TASK TO CARRY OUT => Check the data underneath for lines holding the word "AppOrchestrator", and state only how many you find.

[Dataset entries]

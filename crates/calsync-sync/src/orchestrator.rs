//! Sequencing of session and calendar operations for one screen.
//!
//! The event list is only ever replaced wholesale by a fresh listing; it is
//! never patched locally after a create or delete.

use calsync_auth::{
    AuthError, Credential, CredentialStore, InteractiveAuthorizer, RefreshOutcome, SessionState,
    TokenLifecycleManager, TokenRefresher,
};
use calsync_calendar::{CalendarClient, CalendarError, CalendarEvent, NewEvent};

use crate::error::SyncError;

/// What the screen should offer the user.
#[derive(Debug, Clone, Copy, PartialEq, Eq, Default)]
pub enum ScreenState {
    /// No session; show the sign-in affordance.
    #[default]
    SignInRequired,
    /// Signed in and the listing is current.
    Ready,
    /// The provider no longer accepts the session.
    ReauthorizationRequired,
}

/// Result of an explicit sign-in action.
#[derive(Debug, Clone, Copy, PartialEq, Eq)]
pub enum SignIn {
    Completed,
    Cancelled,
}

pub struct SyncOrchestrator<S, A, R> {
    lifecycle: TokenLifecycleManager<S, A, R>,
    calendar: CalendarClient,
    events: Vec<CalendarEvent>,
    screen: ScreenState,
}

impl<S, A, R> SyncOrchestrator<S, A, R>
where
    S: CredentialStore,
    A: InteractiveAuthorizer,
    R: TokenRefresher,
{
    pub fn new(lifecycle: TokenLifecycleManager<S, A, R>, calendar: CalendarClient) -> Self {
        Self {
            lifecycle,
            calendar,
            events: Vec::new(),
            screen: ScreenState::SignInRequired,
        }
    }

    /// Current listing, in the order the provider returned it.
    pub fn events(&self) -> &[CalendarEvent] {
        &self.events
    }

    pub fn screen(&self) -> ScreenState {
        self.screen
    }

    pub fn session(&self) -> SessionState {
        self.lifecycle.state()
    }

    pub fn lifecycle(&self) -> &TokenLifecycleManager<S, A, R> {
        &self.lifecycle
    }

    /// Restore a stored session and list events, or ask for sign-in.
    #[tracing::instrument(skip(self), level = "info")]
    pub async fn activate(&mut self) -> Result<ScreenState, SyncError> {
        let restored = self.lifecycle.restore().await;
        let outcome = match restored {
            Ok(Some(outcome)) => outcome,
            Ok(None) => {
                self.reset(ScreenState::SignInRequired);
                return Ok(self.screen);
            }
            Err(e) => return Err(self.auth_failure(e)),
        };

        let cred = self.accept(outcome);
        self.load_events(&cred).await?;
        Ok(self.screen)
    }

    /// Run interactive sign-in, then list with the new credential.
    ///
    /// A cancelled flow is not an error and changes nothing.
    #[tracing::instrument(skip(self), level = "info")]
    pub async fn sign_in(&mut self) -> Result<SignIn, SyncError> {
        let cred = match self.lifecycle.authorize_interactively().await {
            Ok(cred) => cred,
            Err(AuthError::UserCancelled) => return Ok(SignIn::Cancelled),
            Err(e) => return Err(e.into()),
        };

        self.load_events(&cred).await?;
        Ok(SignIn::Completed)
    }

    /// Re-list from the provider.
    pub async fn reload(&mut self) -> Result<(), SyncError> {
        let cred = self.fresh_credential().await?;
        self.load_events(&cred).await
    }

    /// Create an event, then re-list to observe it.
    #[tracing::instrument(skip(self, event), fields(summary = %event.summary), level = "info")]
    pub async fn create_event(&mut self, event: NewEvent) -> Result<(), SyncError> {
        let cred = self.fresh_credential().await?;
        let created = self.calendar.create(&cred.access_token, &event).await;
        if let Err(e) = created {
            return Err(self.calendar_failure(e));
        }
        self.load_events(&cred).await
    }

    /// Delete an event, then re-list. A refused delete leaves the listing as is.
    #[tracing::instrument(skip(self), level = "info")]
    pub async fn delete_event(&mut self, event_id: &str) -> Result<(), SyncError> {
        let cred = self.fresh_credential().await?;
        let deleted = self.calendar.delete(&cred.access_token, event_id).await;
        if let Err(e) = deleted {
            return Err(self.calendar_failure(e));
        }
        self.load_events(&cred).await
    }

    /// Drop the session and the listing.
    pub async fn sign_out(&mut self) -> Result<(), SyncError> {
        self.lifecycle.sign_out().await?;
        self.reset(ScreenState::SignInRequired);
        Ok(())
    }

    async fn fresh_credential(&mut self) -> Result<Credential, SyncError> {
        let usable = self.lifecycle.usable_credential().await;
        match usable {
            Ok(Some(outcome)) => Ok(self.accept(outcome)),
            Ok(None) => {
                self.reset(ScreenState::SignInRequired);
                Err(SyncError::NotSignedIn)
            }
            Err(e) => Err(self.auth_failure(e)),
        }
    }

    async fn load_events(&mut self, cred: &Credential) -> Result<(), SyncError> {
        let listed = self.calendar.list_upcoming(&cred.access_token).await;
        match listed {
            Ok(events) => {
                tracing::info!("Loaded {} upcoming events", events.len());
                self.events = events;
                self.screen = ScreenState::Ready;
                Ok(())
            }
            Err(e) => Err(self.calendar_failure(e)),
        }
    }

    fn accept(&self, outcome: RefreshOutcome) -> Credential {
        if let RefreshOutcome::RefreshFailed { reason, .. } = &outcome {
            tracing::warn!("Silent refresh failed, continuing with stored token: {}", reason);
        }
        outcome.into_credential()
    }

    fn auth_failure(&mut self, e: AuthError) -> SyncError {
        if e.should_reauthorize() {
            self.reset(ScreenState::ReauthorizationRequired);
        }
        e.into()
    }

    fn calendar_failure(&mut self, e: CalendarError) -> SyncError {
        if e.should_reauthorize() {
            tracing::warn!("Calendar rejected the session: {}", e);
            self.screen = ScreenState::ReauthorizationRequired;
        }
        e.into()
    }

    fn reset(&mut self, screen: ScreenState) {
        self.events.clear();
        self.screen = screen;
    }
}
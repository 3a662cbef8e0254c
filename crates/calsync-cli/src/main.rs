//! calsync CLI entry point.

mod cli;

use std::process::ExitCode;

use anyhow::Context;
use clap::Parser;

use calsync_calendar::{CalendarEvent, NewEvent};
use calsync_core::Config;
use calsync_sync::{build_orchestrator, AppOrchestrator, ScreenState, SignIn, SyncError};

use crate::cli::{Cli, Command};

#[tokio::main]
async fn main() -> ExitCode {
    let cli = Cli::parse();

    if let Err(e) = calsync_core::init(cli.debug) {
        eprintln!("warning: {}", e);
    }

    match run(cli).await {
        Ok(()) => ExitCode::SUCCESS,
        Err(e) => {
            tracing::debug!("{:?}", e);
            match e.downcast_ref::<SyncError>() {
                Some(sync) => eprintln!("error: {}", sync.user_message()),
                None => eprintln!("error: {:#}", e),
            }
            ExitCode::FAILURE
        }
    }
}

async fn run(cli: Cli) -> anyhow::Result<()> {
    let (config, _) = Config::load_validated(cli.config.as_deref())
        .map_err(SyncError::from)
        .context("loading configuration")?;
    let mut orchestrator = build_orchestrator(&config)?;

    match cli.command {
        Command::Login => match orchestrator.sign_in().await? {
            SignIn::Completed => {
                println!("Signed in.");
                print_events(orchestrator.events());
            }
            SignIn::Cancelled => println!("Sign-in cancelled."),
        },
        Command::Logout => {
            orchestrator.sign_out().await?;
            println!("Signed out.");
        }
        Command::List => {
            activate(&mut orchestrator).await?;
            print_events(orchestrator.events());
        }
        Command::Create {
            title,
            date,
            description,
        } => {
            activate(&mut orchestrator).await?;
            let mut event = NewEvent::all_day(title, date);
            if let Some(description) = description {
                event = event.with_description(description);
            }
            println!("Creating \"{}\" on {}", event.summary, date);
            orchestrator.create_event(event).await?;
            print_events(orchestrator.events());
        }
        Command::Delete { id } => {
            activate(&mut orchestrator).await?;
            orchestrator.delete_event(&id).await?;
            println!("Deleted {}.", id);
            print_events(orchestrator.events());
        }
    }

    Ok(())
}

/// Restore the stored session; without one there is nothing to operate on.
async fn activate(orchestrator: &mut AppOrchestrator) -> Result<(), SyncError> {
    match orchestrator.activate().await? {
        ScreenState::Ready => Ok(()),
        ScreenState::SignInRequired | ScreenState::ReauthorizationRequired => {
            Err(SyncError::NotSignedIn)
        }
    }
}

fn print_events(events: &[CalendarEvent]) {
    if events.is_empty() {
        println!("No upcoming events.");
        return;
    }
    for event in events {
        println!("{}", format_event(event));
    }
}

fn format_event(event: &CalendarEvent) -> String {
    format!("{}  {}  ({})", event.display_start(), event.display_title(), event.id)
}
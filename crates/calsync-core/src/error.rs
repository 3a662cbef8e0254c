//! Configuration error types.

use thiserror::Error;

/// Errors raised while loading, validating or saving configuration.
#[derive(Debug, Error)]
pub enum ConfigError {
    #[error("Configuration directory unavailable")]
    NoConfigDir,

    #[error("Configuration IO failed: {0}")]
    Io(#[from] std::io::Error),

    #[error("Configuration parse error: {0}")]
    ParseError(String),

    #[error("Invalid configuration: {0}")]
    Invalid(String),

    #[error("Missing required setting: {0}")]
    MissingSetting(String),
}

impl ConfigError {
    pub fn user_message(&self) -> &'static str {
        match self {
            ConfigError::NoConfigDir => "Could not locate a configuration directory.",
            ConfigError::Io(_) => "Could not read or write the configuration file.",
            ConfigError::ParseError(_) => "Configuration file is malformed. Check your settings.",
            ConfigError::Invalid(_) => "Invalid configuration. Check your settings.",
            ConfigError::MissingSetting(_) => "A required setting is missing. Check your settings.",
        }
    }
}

ANSWER BOX => 2